Exercise aim – Your job is to set down the listing again exactly as it stands.

Listed entries –
──────────
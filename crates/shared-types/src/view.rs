use serde::{Deserialize, Serialize};

/// View id used when a role's menu tree is empty.
pub const FALLBACK_VIEW_ID: &str = "dashboard";

/// A role-owned application mounted instead of the shared shell.
#[derive(Debug, Clone, Copy, Serialize, Deserialize, PartialEq, Eq, Hash)]
#[serde(rename_all = "snake_case")]
pub enum StandaloneApp {
    StudentPortal,
    LecturerPortal,
}

impl StandaloneApp {
    pub fn title(&self) -> &'static str {
        match self {
            StandaloneApp::StudentPortal => "Student Portal",
            StandaloneApp::LecturerPortal => "Lecturer Workspace",
        }
    }
}

/// The dashboard views the content area knows how to mount.
#[derive(Debug, Clone, Copy, Serialize, Deserialize, PartialEq, Eq, Hash)]
#[serde(rename_all = "snake_case")]
pub enum ViewKind {
    AdminDashboard,
    FacultyDashboard,
    DepartmentDashboard,
    FinanceOverview,
    FeeCollection,
    Payroll,
    HrOverview,
    StaffDirectory,
    LeaveManagement,
    ResearchOverview,
    Grants,
    Publications,
    Timetable,
    Courses,
    Examinations,
    StudentRecords,
    Library,
    Reports,
}

impl ViewKind {
    pub fn title(&self) -> &'static str {
        match self {
            ViewKind::AdminDashboard => "Institution Dashboard",
            ViewKind::FacultyDashboard => "Faculty Dashboard",
            ViewKind::DepartmentDashboard => "Department Dashboard",
            ViewKind::FinanceOverview => "Finance Overview",
            ViewKind::FeeCollection => "Fee Collection",
            ViewKind::Payroll => "Payroll",
            ViewKind::HrOverview => "Human Resources",
            ViewKind::StaffDirectory => "Staff Directory",
            ViewKind::LeaveManagement => "Leave Management",
            ViewKind::ResearchOverview => "Research Overview",
            ViewKind::Grants => "Research Grants",
            ViewKind::Publications => "Publications",
            ViewKind::Timetable => "Timetable",
            ViewKind::Courses => "Courses",
            ViewKind::Examinations => "Examinations",
            ViewKind::StudentRecords => "Student Records",
            ViewKind::Library => "Library",
            ViewKind::Reports => "Reports",
        }
    }
}

/// What the content area should render for the current session.
#[derive(Debug, Clone, Serialize, Deserialize, PartialEq, Eq)]
#[serde(tag = "kind", rename_all = "snake_case")]
pub enum ViewDescriptor {
    /// The role owns its whole application; the shell is not rendered.
    Standalone { app: StandaloneApp },
    /// A concrete dashboard view inside the shell.
    View { view: ViewKind },
    /// No view is registered for the id; carries the raw id as its label.
    Placeholder { label: String },
}

impl ViewDescriptor {
    pub fn placeholder(label: impl Into<String>) -> Self {
        ViewDescriptor::Placeholder {
            label: label.into(),
        }
    }

    pub fn title(&self) -> &str {
        match self {
            ViewDescriptor::Standalone { app } => app.title(),
            ViewDescriptor::View { view } => view.title(),
            ViewDescriptor::Placeholder { label } => label,
        }
    }

    pub fn is_placeholder(&self) -> bool {
        matches!(self, ViewDescriptor::Placeholder { .. })
    }
}

/// Whether the session renders the shared shell or a role-owned application.
/// Decided once per role change.
#[derive(Debug, Clone, Copy, Serialize, Deserialize, PartialEq, Eq)]
#[serde(tag = "mode", content = "app", rename_all = "snake_case")]
pub enum ShellMode {
    Shell,
    Standalone(StandaloneApp),
}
──────────
Answer to this exercise –
filename crates/shared-types/src/view.rs
use serde::{Deserialize, Serialize};

/// View id used when a role's menu tree is empty.
pub const FALLBACK_VIEW_ID: &str = "dashboard";

/// A role-owned application mounted instead of the shared shell.
#[derive(Debug, Clone, Copy, Serialize, Deserialize, PartialEq, Eq, Hash)]
#[serde(rename_all = "snake_case")]
pub enum StandaloneApp {
    StudentPortal,
    LecturerPortal,
}

impl StandaloneApp {
    pub fn title(&self) -> &'static str {
        match self {
            StandaloneApp::StudentPortal => "Student Portal",
            StandaloneApp::LecturerPortal => "Lecturer Workspace",
        }
    }
}

/// The dashboard views the content area knows how to mount.
#[derive(Debug, Clone, Copy, Serialize, Deserialize, PartialEq, Eq, Hash)]
#[serde(rename_all = "snake_case")]
pub enum ViewKind {
    AdminDashboard,
    FacultyDashboard,
    DepartmentDashboard,
    FinanceOverview,
    FeeCollection,
    Payroll,
    HrOverview,
    StaffDirectory,
    LeaveManagement,
    ResearchOverview,
    Grants,
    Publications,
    Timetable,
    Courses,
    Examinations,
    StudentRecords,
    Library,
    Reports,
}

impl ViewKind {
    pub fn title(&self) -> &'static str {
        match self {
            ViewKind::AdminDashboard => "Institution Dashboard",
            ViewKind::FacultyDashboard => "Faculty Dashboard",
            ViewKind::DepartmentDashboard => "Department Dashboard",
            ViewKind::FinanceOverview => "Finance Overview",
            ViewKind::FeeCollection => "Fee Collection",
            ViewKind::Payroll => "Payroll",
            ViewKind::HrOverview => "Human Resources",
            ViewKind::StaffDirectory => "Staff Directory",
            ViewKind::LeaveManagement => "Leave Management",
            ViewKind::ResearchOverview => "Research Overview",
            ViewKind::Grants => "Research Grants",
            ViewKind::Publications => "Publications",
            ViewKind::Timetable => "Timetable",
            ViewKind::Courses => "Courses",
            ViewKind::Examinations => "Examinations",
            ViewKind::StudentRecords => "Student Records",
            ViewKind::Library => "Library",
            ViewKind::Reports => "Reports",
        }
    }
}

/// What the content area should render for the current session.
#[derive(Debug, Clone, Serialize, Deserialize, PartialEq, Eq)]
#[serde(tag = "kind", rename_all = "snake_case")]
pub enum ViewDescriptor {
    /// The role owns its whole application; the shell is not rendered.
    Standalone { app: StandaloneApp },
    /// A concrete dashboard view inside the shell.
    View { view: ViewKind },
    /// No view is registered for the id; carries the raw id as its label.
    Placeholder { label: String },
}

impl ViewDescriptor {
    pub fn placeholder(label: impl Into<String>) -> Self {
        ViewDescriptor::Placeholder {
            label: label.into(),
        }
    }

    pub fn title(&self) -> &str {
        match self {
            ViewDescriptor::Standalone { app } => app.title(),
            ViewDescriptor::View { view } => view.title(),
            ViewDescriptor::Placeholder { label } => label,
        }
    }

    pub fn is_placeholder(&self) -> bool {
        matches!(self, ViewDescriptor::Placeholder { .. })
    }
}

/// Whether the session renders the shared shell or a role-owned application.
/// Decided once per role change.
#[derive(Debug, Clone, Copy, Serialize, Deserialize, PartialEq, Eq)]
#[serde(tag = "mode", content = "app", rename_all = "snake_case")]
pub enum ShellMode {
    Shell,
    Standalone(StandaloneApp),
}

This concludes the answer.